_Directions for this task_
Provide the number of lines of the records that include "WiringError", with no other content.

Material to process Start Marker

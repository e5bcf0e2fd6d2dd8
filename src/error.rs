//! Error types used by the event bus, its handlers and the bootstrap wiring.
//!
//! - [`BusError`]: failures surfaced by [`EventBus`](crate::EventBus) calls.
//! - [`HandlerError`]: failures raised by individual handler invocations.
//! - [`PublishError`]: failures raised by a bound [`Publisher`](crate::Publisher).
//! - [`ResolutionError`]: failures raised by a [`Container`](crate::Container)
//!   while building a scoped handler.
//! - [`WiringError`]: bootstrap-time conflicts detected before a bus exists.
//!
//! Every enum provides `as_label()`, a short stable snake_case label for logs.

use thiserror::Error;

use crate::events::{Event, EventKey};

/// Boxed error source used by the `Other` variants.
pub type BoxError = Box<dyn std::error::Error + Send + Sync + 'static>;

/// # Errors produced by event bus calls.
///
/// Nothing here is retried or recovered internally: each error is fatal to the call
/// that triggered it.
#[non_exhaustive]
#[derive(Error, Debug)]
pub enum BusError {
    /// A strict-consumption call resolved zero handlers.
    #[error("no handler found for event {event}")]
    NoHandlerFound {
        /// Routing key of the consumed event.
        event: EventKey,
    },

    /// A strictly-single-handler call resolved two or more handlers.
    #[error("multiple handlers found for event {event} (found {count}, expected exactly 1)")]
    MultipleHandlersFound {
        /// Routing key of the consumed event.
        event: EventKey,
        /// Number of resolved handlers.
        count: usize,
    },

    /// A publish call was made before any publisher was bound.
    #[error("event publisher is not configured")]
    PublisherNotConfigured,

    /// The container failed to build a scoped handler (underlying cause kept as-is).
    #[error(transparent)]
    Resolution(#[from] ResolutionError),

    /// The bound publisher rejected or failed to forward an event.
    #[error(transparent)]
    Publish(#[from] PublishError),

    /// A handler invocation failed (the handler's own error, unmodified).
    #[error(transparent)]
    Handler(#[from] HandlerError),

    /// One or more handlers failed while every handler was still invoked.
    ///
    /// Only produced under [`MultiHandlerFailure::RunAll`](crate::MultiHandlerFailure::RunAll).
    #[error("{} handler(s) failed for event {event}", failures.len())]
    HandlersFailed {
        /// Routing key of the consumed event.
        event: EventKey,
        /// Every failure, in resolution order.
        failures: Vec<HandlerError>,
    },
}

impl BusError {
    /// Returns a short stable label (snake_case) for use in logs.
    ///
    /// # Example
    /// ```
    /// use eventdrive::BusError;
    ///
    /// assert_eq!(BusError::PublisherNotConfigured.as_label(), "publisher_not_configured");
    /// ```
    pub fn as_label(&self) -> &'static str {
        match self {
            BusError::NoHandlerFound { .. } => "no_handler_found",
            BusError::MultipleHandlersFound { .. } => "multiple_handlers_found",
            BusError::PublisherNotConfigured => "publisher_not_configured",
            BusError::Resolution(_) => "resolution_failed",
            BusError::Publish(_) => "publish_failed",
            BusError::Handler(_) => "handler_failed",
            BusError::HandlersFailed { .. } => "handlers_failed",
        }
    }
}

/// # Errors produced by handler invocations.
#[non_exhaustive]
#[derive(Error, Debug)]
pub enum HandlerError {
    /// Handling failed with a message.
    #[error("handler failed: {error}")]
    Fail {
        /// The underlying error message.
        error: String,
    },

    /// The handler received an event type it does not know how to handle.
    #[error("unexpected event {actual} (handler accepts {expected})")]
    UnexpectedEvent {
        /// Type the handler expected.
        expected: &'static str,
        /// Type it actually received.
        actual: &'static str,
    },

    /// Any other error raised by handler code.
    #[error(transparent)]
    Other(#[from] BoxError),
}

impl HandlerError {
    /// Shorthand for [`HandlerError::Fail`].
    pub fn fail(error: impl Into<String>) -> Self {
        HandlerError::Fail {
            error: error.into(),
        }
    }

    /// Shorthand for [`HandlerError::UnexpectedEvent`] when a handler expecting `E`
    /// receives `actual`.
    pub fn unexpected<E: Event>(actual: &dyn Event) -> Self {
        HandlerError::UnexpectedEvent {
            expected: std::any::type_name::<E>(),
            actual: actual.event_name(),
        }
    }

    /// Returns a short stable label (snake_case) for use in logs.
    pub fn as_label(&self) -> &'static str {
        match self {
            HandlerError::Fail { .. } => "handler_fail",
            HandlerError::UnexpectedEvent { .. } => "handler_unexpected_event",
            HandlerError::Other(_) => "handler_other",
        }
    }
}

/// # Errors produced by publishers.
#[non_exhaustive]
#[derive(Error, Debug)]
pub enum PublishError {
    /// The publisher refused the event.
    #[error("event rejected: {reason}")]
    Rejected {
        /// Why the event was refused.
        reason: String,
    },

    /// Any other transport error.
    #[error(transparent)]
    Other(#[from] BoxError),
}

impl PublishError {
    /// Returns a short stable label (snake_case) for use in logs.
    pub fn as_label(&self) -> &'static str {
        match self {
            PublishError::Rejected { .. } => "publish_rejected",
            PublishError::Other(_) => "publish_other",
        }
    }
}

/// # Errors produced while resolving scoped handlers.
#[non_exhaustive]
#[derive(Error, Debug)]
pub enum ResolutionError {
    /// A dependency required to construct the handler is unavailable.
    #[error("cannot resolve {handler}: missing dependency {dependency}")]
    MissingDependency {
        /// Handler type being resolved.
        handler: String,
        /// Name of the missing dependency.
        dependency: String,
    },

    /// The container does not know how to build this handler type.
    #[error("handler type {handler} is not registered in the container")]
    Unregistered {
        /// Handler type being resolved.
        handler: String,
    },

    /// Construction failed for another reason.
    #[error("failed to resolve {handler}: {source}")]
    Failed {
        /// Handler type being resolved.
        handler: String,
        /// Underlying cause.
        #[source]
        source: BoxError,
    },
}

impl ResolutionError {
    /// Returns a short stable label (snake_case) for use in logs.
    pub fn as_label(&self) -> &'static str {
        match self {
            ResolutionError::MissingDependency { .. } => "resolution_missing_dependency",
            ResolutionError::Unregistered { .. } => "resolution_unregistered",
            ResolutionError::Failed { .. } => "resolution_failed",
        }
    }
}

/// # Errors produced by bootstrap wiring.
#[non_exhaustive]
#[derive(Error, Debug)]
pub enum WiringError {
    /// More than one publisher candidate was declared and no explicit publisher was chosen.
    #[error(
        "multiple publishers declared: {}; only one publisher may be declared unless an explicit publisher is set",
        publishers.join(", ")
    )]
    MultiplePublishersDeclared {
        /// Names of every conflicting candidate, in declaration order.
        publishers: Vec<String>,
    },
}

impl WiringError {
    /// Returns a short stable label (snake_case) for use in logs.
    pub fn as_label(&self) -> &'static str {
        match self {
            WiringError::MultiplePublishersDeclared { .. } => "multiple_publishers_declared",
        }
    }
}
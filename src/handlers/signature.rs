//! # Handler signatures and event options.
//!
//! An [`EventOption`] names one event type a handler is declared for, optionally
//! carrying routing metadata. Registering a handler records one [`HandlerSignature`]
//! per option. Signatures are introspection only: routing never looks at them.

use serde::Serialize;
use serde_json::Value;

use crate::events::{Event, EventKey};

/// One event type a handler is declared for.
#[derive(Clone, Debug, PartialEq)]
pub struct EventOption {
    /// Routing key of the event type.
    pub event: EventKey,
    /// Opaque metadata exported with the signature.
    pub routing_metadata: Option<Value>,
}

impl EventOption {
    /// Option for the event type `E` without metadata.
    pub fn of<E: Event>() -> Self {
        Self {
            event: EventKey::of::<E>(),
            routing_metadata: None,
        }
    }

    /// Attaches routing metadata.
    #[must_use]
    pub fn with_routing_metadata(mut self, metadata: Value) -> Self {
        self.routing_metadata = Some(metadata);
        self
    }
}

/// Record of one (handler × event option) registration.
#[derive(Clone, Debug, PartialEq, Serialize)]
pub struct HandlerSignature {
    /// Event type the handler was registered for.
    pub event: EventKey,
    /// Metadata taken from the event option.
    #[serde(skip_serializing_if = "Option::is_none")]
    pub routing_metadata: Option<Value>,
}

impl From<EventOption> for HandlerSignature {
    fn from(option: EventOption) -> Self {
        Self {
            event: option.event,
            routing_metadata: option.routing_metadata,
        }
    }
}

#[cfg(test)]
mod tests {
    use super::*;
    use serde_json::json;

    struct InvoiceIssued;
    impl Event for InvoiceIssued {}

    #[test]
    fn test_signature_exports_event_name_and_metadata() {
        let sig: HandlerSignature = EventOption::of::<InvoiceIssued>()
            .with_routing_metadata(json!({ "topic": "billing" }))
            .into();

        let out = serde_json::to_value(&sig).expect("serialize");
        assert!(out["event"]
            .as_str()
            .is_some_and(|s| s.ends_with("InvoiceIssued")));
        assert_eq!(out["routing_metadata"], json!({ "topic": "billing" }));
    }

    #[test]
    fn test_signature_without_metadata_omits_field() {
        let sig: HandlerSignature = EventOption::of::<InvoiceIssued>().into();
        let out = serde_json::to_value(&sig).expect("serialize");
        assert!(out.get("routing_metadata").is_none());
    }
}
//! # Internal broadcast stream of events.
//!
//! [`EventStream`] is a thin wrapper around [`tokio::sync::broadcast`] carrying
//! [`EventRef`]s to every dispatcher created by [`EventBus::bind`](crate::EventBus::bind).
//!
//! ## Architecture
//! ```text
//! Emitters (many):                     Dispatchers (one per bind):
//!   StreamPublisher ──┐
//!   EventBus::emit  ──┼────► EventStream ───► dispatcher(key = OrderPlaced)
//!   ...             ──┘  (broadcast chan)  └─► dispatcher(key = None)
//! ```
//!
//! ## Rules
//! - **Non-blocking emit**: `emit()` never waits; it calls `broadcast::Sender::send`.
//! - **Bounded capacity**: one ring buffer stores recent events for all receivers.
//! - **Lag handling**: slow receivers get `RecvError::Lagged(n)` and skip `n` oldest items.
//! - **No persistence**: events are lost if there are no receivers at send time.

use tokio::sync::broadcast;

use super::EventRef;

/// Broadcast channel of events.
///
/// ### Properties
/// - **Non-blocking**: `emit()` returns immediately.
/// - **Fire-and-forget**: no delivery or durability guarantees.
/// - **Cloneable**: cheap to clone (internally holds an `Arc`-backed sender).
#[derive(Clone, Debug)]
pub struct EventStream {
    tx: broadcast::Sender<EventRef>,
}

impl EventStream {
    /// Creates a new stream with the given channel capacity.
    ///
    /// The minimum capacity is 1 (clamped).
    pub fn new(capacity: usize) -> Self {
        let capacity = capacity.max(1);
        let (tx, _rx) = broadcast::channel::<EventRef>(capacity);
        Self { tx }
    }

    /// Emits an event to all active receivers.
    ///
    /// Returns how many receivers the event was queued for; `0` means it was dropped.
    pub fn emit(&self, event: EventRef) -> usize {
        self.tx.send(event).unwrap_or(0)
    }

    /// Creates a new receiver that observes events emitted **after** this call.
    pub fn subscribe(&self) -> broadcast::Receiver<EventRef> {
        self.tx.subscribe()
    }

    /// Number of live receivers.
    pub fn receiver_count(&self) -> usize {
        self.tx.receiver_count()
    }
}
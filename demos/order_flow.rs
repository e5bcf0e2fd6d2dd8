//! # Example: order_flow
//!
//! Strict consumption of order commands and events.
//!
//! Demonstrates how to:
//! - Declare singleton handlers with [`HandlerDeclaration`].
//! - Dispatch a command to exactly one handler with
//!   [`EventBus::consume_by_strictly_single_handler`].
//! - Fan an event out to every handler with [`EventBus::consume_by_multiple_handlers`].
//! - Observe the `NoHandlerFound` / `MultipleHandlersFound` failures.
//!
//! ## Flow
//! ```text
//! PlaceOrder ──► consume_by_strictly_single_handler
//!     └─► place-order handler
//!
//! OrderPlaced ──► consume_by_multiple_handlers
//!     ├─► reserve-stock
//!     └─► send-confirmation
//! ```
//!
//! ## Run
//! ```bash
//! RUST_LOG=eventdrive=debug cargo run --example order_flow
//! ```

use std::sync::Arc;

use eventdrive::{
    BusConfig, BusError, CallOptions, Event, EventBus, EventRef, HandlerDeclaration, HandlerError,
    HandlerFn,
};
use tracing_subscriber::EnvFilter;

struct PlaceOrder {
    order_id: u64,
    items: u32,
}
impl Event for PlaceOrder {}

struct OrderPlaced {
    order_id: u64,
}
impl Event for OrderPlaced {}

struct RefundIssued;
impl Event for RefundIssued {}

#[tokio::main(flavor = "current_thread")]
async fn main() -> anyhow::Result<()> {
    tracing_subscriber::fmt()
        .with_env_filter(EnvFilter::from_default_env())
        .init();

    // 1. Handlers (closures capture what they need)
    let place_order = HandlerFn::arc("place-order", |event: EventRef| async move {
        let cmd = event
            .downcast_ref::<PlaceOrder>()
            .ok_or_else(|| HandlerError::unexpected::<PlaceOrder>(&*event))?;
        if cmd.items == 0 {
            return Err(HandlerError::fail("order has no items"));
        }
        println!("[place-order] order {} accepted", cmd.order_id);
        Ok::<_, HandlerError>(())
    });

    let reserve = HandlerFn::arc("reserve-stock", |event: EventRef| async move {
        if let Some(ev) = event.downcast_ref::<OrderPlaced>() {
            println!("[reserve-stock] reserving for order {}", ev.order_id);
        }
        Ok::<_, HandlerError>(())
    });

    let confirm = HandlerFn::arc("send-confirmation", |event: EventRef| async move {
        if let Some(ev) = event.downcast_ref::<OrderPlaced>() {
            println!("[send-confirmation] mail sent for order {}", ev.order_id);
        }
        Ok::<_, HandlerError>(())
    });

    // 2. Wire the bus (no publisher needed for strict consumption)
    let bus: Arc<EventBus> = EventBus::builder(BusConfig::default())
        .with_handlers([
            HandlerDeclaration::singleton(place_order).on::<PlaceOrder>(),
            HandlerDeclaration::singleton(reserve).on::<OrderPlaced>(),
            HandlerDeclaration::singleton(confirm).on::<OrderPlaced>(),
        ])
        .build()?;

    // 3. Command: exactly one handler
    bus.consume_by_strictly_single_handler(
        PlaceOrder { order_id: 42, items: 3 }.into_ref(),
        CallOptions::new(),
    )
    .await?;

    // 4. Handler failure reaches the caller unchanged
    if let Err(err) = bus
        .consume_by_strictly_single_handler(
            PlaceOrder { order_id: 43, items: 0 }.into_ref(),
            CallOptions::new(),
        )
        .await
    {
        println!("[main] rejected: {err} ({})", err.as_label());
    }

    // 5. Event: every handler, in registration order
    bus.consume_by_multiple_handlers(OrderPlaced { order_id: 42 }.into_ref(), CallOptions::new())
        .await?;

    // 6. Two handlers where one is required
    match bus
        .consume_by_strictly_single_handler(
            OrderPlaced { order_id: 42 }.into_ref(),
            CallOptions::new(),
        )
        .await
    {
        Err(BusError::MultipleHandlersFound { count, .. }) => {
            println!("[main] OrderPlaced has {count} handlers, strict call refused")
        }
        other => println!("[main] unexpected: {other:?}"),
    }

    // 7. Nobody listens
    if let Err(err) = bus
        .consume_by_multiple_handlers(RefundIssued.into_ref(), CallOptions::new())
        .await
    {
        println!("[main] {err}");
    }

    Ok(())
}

Material to process End Marker

_Result for this task_
4